M. Brammertz a aussi regretté que la relation de confiance entre le Tribunal et l’opinion publique continue d’être mise à rude épreuve: « Victimes et défenseurs du Tribunal montrent du doigt les affaires retardées et estiment qu’il n’y a pas suffisamment d’informations sur ce qu’ils perçoivent comme des décisions controversées », a-t-il expliqué, en affirmant que le TPIY doit se livrer à une réflexion critique.  « Comme les juridictions nationales du monde entier, les deux Tribunaux pénaux internationaux ne devraient pas être tiraillés entre l’indépendance judiciaire et la gestion efficace des affaires », a ajouté le Procureur, tout en reconnaissant que les réalisations du TPIY étaient importantes.

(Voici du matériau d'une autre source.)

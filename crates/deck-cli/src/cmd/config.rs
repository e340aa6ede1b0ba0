use crate::output::{print_json, print_table};
use anyhow::Context;
use clap::Subcommand;
use deck_core::config::{parse_bool, DeckConfig, TEAMS_ENV};
use deck_core::paths;
use std::path::Path;
use std::process::Command;

// ---------------------------------------------------------------------------
// Subcommand types
// ---------------------------------------------------------------------------

#[derive(Subcommand)]
pub enum ConfigSubcommand {
    /// Show every setting with its current value
    Show,

    /// Set one setting
    Set {
        /// Setting name (see `config show`)
        key: String,
        value: String,
    },

    /// Open config.yaml in $VISUAL / $EDITOR
    Edit,

    /// Write a config.yaml with the defaults
    Init {
        /// Replace an existing file
        #[arg(long)]
        force: bool,
    },
}

// ---------------------------------------------------------------------------
// Entry point
// ---------------------------------------------------------------------------

// Takes the data root rather than loaded settings so a malformed file can
// still be repaired with `edit` or `init --force`.
pub fn run(home: &Path, subcmd: ConfigSubcommand, json: bool) -> anyhow::Result<()> {
    match subcmd {
        ConfigSubcommand::Show => show(home, json),
        ConfigSubcommand::Set { key, value } => set(home, &key, &value, json),
        ConfigSubcommand::Edit => edit(home),
        ConfigSubcommand::Init { force } => init(home, force, json),
    }
}

fn load(home: &Path) -> anyhow::Result<DeckConfig> {
    DeckConfig::load(home).context("failed to load config (fix it with 'agent-deck config edit')")
}

// ---------------------------------------------------------------------------
// show / set
// ---------------------------------------------------------------------------

fn show(home: &Path, json: bool) -> anyhow::Result<()> {
    let config = load(home)?;
    let env_flag = std::env::var(TEAMS_ENV)
        .ok()
        .and_then(|v| parse_bool(&v))
        .unwrap_or(false);

    if json {
        return print_json(&serde_json::json!({
            "path": paths::config_path(home),
            "config": config,
            "coordination_enabled": config.coordinated_workers || env_flag,
        }));
    }

    println!("# {}", paths::config_path(home).display());
    let rows: Vec<Vec<String>> = config
        .entries()
        .into_iter()
        .map(|(k, v)| {
            let shown = if v.is_empty() { "(default)".to_string() } else { v };
            vec![k.to_string(), shown]
        })
        .collect();
    print_table(&["KEY", "VALUE"], &rows);
    if env_flag && !config.coordinated_workers {
        println!();
        println!("Coordinated workers are enabled by {TEAMS_ENV} in the environment.");
    }
    Ok(())
}

fn set(home: &Path, key: &str, value: &str, json: bool) -> anyhow::Result<()> {
    let mut config = load(home)?;
    config.set(key, value)?;
    config
        .save(home)
        .with_context(|| format!("failed to write {}", paths::config_path(home).display()))?;
    let stored = config.get(key)?;
    if json {
        print_json(&serde_json::json!({ "key": key, "value": stored }))?;
    } else {
        println!("{key} = {stored}");
    }
    Ok(())
}

// ---------------------------------------------------------------------------
// init / edit
// ---------------------------------------------------------------------------

fn init(home: &Path, force: bool, json: bool) -> anyhow::Result<()> {
    let path = paths::config_path(home);
    let written = if path.exists() && !force {
        false
    } else {
        DeckConfig::default()
            .save(home)
            .with_context(|| format!("failed to write {}", path.display()))?;
        true
    };
    if json {
        print_json(&serde_json::json!({ "path": path, "written": written }))?;
    } else if written {
        println!("Wrote defaults to {}", path.display());
    } else {
        println!("{} already exists (use --force to reset it)", path.display());
    }
    Ok(())
}

fn edit(home: &Path) -> anyhow::Result<()> {
    let path = paths::config_path(home);
    if !path.exists() {
        DeckConfig::default()
            .save(home)
            .with_context(|| format!("failed to write {}", path.display()))?;
    }

    let editor = ["VISUAL", "EDITOR"]
        .iter()
        .filter_map(|var| std::env::var(var).ok())
        .find(|v| !v.trim().is_empty());
    match editor {
        Some(editor) => {
            let mut parts = editor.split_whitespace();
            let program = parts.next().unwrap_or_default();
            let status = Command::new(program)
                .args(parts)
                .arg(&path)
                .status()
                .with_context(|| format!("failed to launch editor '{editor}'"))?;
            if !status.success() {
                anyhow::bail!("editor '{editor}' exited with {status}");
            }
        }
        None => {
            open::that(&path).with_context(|| format!("failed to open {}", path.display()))?;
            println!("Opened {}", path.display());
            return Ok(());
        }
    }

    // Reject the edit early instead of at the next command.
    load(home)?;
    Ok(())
}
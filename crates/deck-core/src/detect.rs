//! Best-effort guess at what kind of project a directory holds.
//!
//! Only used to pre-select a hint in the setup menu; the user always
//! confirms the domain.

use crate::types::Domain;
use regex::Regex;
use serde::Serialize;
use std::path::Path;
use std::sync::OnceLock;

#[derive(Debug, Clone, Copy, PartialEq, Eq, Serialize)]
#[serde(rename_all = "lowercase")]
pub enum Language {
    Python,
    Javascript,
    Rust,
    Go,
    Java,
    Ruby,
}

impl Language {
    pub fn as_str(self) -> &'static str {
        match self {
            Language::Python => "python",
            Language::Javascript => "javascript",
            Language::Rust => "rust",
            Language::Go => "go",
            Language::Java => "java",
            Language::Ruby => "ruby",
        }
    }
}

// First marker present wins.
const LANGUAGE_MARKERS: &[(&str, Language)] = &[
    ("pyproject.toml", Language::Python),
    ("requirements.txt", Language::Python),
    ("setup.py", Language::Python),
    ("package.json", Language::Javascript),
    ("Cargo.toml", Language::Rust),
    ("go.mod", Language::Go),
    ("pom.xml", Language::Java),
    ("build.gradle", Language::Java),
    ("Gemfile", Language::Ruby),
];

#[derive(Debug, Clone, Copy, PartialEq, Eq, Serialize)]
#[serde(rename_all = "kebab-case")]
pub enum Framework {
    React,
    PythonApi,
    PythonMl,
    Data,
    RustCli,
    Infra,
}

impl Framework {
    pub fn as_str(self) -> &'static str {
        match self {
            Framework::React => "react",
            Framework::PythonApi => "python-api",
            Framework::PythonMl => "python-ml",
            Framework::Data => "data",
            Framework::RustCli => "rust-cli",
            Framework::Infra => "infra",
        }
    }

    pub fn domain(self) -> Domain {
        match self {
            Framework::React => Domain::Frontend,
            Framework::PythonApi => Domain::Backend,
            Framework::PythonMl => Domain::Ml,
            Framework::Data => Domain::DataPlatform,
            Framework::RustCli => Domain::Cli,
            Framework::Infra => Domain::Devops,
        }
    }
}

#[derive(Debug, Clone, Copy, Default, PartialEq, Eq, Serialize)]
pub struct DetectedProject {
    pub language: Option<Language>,
    pub framework: Option<Framework>,
}

impl DetectedProject {
    pub fn suggested_domain(&self) -> Option<Domain> {
        self.framework.map(Framework::domain)
    }

    /// 1-based setup menu entry for the suggestion.
    pub fn suggested_menu_number(&self) -> Option<usize> {
        self.suggested_domain().map(Domain::menu_number)
    }
}

fn word_re(words: &[&str]) -> Regex {
    let alternation = words
        .iter()
        .map(|w| regex::escape(w))
        .collect::<Vec<_>>()
        .join("|");
    // Static patterns built from literals; this cannot fail.
    Regex::new(&format!(r"(?i)\b(?:{alternation})\b")).unwrap()
}

static DATA_RE: OnceLock<Regex> = OnceLock::new();
static ML_RE: OnceLock<Regex> = OnceLock::new();
static API_RE: OnceLock<Regex> = OnceLock::new();
static CLAP_RE: OnceLock<Regex> = OnceLock::new();

const JS_FRONTEND: &[&str] = &["react", "next", "vue", "svelte"];

pub fn detect(dir: &Path) -> DetectedProject {
    let language = LANGUAGE_MARKERS
        .iter()
        .find(|(file, _)| dir.join(file).is_file())
        .map(|(_, lang)| *lang);

    DetectedProject {
        language,
        framework: detect_framework(dir),
    }
}

fn read(dir: &Path, file: &str) -> String {
    std::fs::read_to_string(dir.join(file)).unwrap_or_default()
}

fn detect_framework(dir: &Path) -> Option<Framework> {
    if dir.join("package.json").is_file() && uses_frontend_framework(&read(dir, "package.json")) {
        return Some(Framework::React);
    }

    let python: String = ["pyproject.toml", "requirements.txt", "setup.py"]
        .iter()
        .map(|f| read(dir, f))
        .collect::<Vec<_>>()
        .join("\n");
    if !python.trim().is_empty() {
        let data = DATA_RE.get_or_init(|| word_re(&["pyspark", "databricks"]));
        let ml = ML_RE.get_or_init(|| {
            word_re(&["mlflow", "torch", "tensorflow", "scikit-learn", "dspy"])
        });
        let api = API_RE.get_or_init(|| word_re(&["fastapi", "flask", "django"]));
        if data.is_match(&python) {
            return Some(Framework::Data);
        }
        if ml.is_match(&python) {
            return Some(Framework::PythonMl);
        }
        if api.is_match(&python) {
            return Some(Framework::PythonApi);
        }
    }

    let cargo = read(dir, "Cargo.toml");
    let clap = CLAP_RE.get_or_init(|| word_re(&["clap"]));
    if clap.is_match(&cargo) {
        return Some(Framework::RustCli);
    }

    if dir.join("Dockerfile").is_file() || has_terraform(dir) {
        return Some(Framework::Infra);
    }
    None
}

/// True when package.json declares one of the frontend frameworks as a
/// dependency. Falls back to a plain text search if it does not parse.
fn uses_frontend_framework(package_json: &str) -> bool {
    let Ok(value) = serde_json::from_str::<serde_json::Value>(package_json) else {
        return word_re(JS_FRONTEND).is_match(package_json);
    };
    ["dependencies", "devDependencies", "peerDependencies"]
        .iter()
        .filter_map(|key| value.get(key).and_then(|d| d.as_object()))
        .flat_map(|deps| deps.keys())
        .any(|name| {
            JS_FRONTEND.contains(&name.as_str()) || name.starts_with("@sveltejs/")
        })
}

fn has_terraform(dir: &Path) -> bool {
    if dir.join("terraform").is_dir() {
        return true;
    }
    std::fs::read_dir(dir)
        .map(|entries| {
            entries
                .filter_map(|e| e.ok())
                .any(|e| e.path().extension().and_then(|x| x.to_str()) == Some("tf"))
        })
        .unwrap_or(false)
}
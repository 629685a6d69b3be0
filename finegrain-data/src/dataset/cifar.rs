use super::*;
use crate::{common::*, processor::TransformPipeline, split::Split};

pub const CIFAR100_NUM_CLASSES: usize = 100;
const CIFAR_IMAGE_SIZE: u32 = 32;
const CIFAR_PIXELS: usize = (CIFAR_IMAGE_SIZE * CIFAR_IMAGE_SIZE) as usize;
/// Coarse label byte, fine label byte and planar RGB pixels.
const CIFAR100_RECORD_SIZE: usize = 2 + 3 * CIFAR_PIXELS;

/// The CIFAR-100 dataset in the binary distribution format.
///
/// ```text
/// root/cifar-100-binary/
///   train.bin
///   test.bin
///   fine_label_names.txt    # optional
/// ```
#[derive(Debug)]
pub struct CifarDataset {
    classes: IndexSet<String>,
    images: Vec<Arc<RgbImage>>,
    labels: Vec<usize>,
    transform: Arc<TransformPipeline>,
}

impl CifarDataset {
    pub async fn load(
        root: impl AsRef<Path>,
        split: Split,
        transform: Arc<TransformPipeline>,
    ) -> Result<Self> {
        let root = root.as_ref();
        let dir = {
            let dir = root.join("cifar-100-binary");
            if dir.is_dir() {
                dir
            } else {
                root.to_owned()
            }
        };

        let classes = {
            let names_file = dir.join("fine_label_names.txt");
            if names_file.is_file() {
                let classes = load_classes_file(&names_file).await?;
                ensure!(
                    classes.len() == CIFAR100_NUM_CLASSES,
                    "expect {} class names in '{}', but get {}",
                    CIFAR100_NUM_CLASSES,
                    names_file.display(),
                    classes.len()
                );
                classes
            } else {
                (0..CIFAR100_NUM_CLASSES)
                    .map(|label| label.to_string())
                    .collect()
            }
        };

        let data_file = dir.join(match split {
            Split::Train => "train.bin",
            Split::Test => "test.bin",
        });
        let bytes = tokio::fs::read(&data_file)
            .await
            .with_context(|| format!("unable to read '{}'", data_file.display()))?;

        let (images, labels) = tokio::task::spawn_blocking(move || decode_cifar100(&bytes))
            .await?
            .with_context(|| format!("malformed CIFAR-100 file '{}'", data_file.display()))?;

        info!(
            "loaded {} CIFAR-100 images from '{}'",
            images.len(),
            data_file.display()
        );

        Ok(Self {
            classes,
            images,
            labels,
            transform,
        })
    }
}

fn decode_cifar100(bytes: &[u8]) -> Result<(Vec<Arc<RgbImage>>, Vec<usize>)> {
    ensure!(
        bytes.len() % CIFAR100_RECORD_SIZE == 0,
        "the file size {} is not a multiple of the record size {}",
        bytes.len(),
        CIFAR100_RECORD_SIZE
    );

    let decoded: Vec<_> = bytes
        .chunks(CIFAR100_RECORD_SIZE)
        .map(|record| -> Result<_> {
            let label = record[1] as usize;
            ensure!(
                label < CIFAR100_NUM_CLASSES,
                "invalid fine label {}",
                label
            );

            let pixels = &record[2..];
            let (red, rest) = pixels.split_at(CIFAR_PIXELS);
            let (green, blue) = rest.split_at(CIFAR_PIXELS);
            let image = RgbImage::from_fn(CIFAR_IMAGE_SIZE, CIFAR_IMAGE_SIZE, |x, y| {
                let index = (y * CIFAR_IMAGE_SIZE + x) as usize;
                Rgb([red[index], green[index], blue[index]])
            });

            Ok((Arc::new(image), label))
        })
        .try_collect()?;

    Ok(decoded.into_iter().unzip())
}

impl GenericDataset for CifarDataset {
    fn num_classes(&self) -> usize {
        self.classes.len()
    }

    fn class_name(&self, label: usize) -> Option<&str> {
        self.classes.get_index(label).map(String::as_str)
    }
}

impl RandomAccessDataset for CifarDataset {
    fn num_records(&self) -> usize {
        self.images.len()
    }

    fn label(&self, index: usize) -> Option<usize> {
        self.labels.get(index).copied()
    }

    fn nth(&self, index: usize) -> Pin<Box<dyn Future<Output = Result<DataRecord>> + Send>> {
        let sample = self
            .images
            .get(index)
            .cloned()
            .zip(self.labels.get(index).copied());
        let transform = self.transform.clone();

        Box::pin(async move {
            let (image, label) = sample.ok_or_else(|| format_err!("invalid index {}", index))?;
            let image =
                tokio::task::spawn_blocking(move || transform.forward((*image).clone())).await??;
            Ok(DataRecord { image, label })
        })
    }
}

#[cfg(test)]
mod tests {
    use super::*;

    #[test]
    fn decode_planar_records() -> Result<()> {
        let mut bytes = vec![0u8; CIFAR100_RECORD_SIZE * 2];
        bytes[1] = 42;
        // red plane of the first image, pixel (x=1, y=0)
        bytes[2 + 1] = 200;
        // blue plane of the second image, pixel (x=0, y=1)
        bytes[CIFAR100_RECORD_SIZE + 1] = 99;
        bytes[CIFAR100_RECORD_SIZE + 2 + 2 * CIFAR_PIXELS + 32] = 77;

        let (images, labels) = decode_cifar100(&bytes)?;
        assert_eq!(labels, vec![42, 99]);
        assert_eq!(images[0].get_pixel(1, 0), &Rgb([200, 0, 0]));
        assert_eq!(images[1].get_pixel(0, 1), &Rgb([0, 0, 77]));
        Ok(())
    }

    #[test]
    fn reject_truncated_file() {
        let bytes = vec![0u8; CIFAR100_RECORD_SIZE + 5];
        assert!(decode_cifar100(&bytes).is_err());
    }
}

M. HASSAN BUBACAR JALLOW, Procureur du TPIR et du Mécanisme résiduel, a tout d’abord noté qu’il existait au sein des juridictions locales une volonté croissante de poursuivre les auteurs de crimes internationaux.  Ces juridictions sont néanmoins confrontées à de réelles difficultés, a-t-il fait remarquer.  Alors que son Bureau s’efforce de partager avec les autorités nationales, particulièrement en Afrique de l’Est et dans la région des Grands Lacs, ses meilleures pratiques, le Procureur a expliqué qu’il devait lui-même faire face aux difficultés liées aux ressources et effectifs limités du TPIR.  « La communauté internationale doit continuer à jouer un rôle moteur en veillant à ce que les juridictions nationales disposent des ressources humaines et matérielles nécessaires pour mener à bien la poursuite des crimes internationaux. »

S’agissant de la charge de travail du Bureau du Procureur du TPIR, M. Jallow a expliqué que celle-ci avait été en grande partie résorbée au cours des six derniers mois.  La Chambre d’appel a rendu son arrêt dans plusieurs affaires mettant en cause les accusés suivants: M. Augustin Bizimungu, M. Edouard Karemera, M. Mathieu Ngirumpatse, M. Callixte Nzabonimana et M. Idelphonse Nizeyimana.  Les déclarations de culpabilité prononcées contre eux ont été confirmées en appel, a-t-il ajouté.

« L’arrêt rendu dans l’affaire Karemera et consorts représente, tout comme celui rendu dans l’affaire Akayesu, une décision de justice historique pour l’établissement des responsabilités des auteurs d’exploitation et abus sexuels en temps de guerre », a déclaré M. Jallow.

Faisant référence à l’affaire Butare, dernière affaire portée en appel devant le TPIR, le Procureur a indiqué que la date du procès avait été reportée au premier trimestre 2015.  « La Division des appels du Bureau du Procureur du TPIR a donc identifié le nombre de fonctionnaires dont il aurait besoin au-delà du 31 décembre 2014 afin de mener à bien l’appel dans cette affaire », a-t-il dit, en précisant que le prononcé de l’arrêt avait été provisoirement fixé au mois de septembre 2015.  « Le contrat des autres membres du personnel, qui représentent 46% des effectifs du Bureau, prendra fin le 31 décembre 2014 », a-t-il fait observer.  Au cours des mois qui précéderont la fermeture du TPIR, le Bureau du Procureur se concentrera sur l’affaire Butare, l’archivage des derniers dossiers et l’achèvement des projets visant à transmettre son héritage et meilleures pratiques, tels que la rédaction d’un recueil sur le génocide, a assuré M. Jallow.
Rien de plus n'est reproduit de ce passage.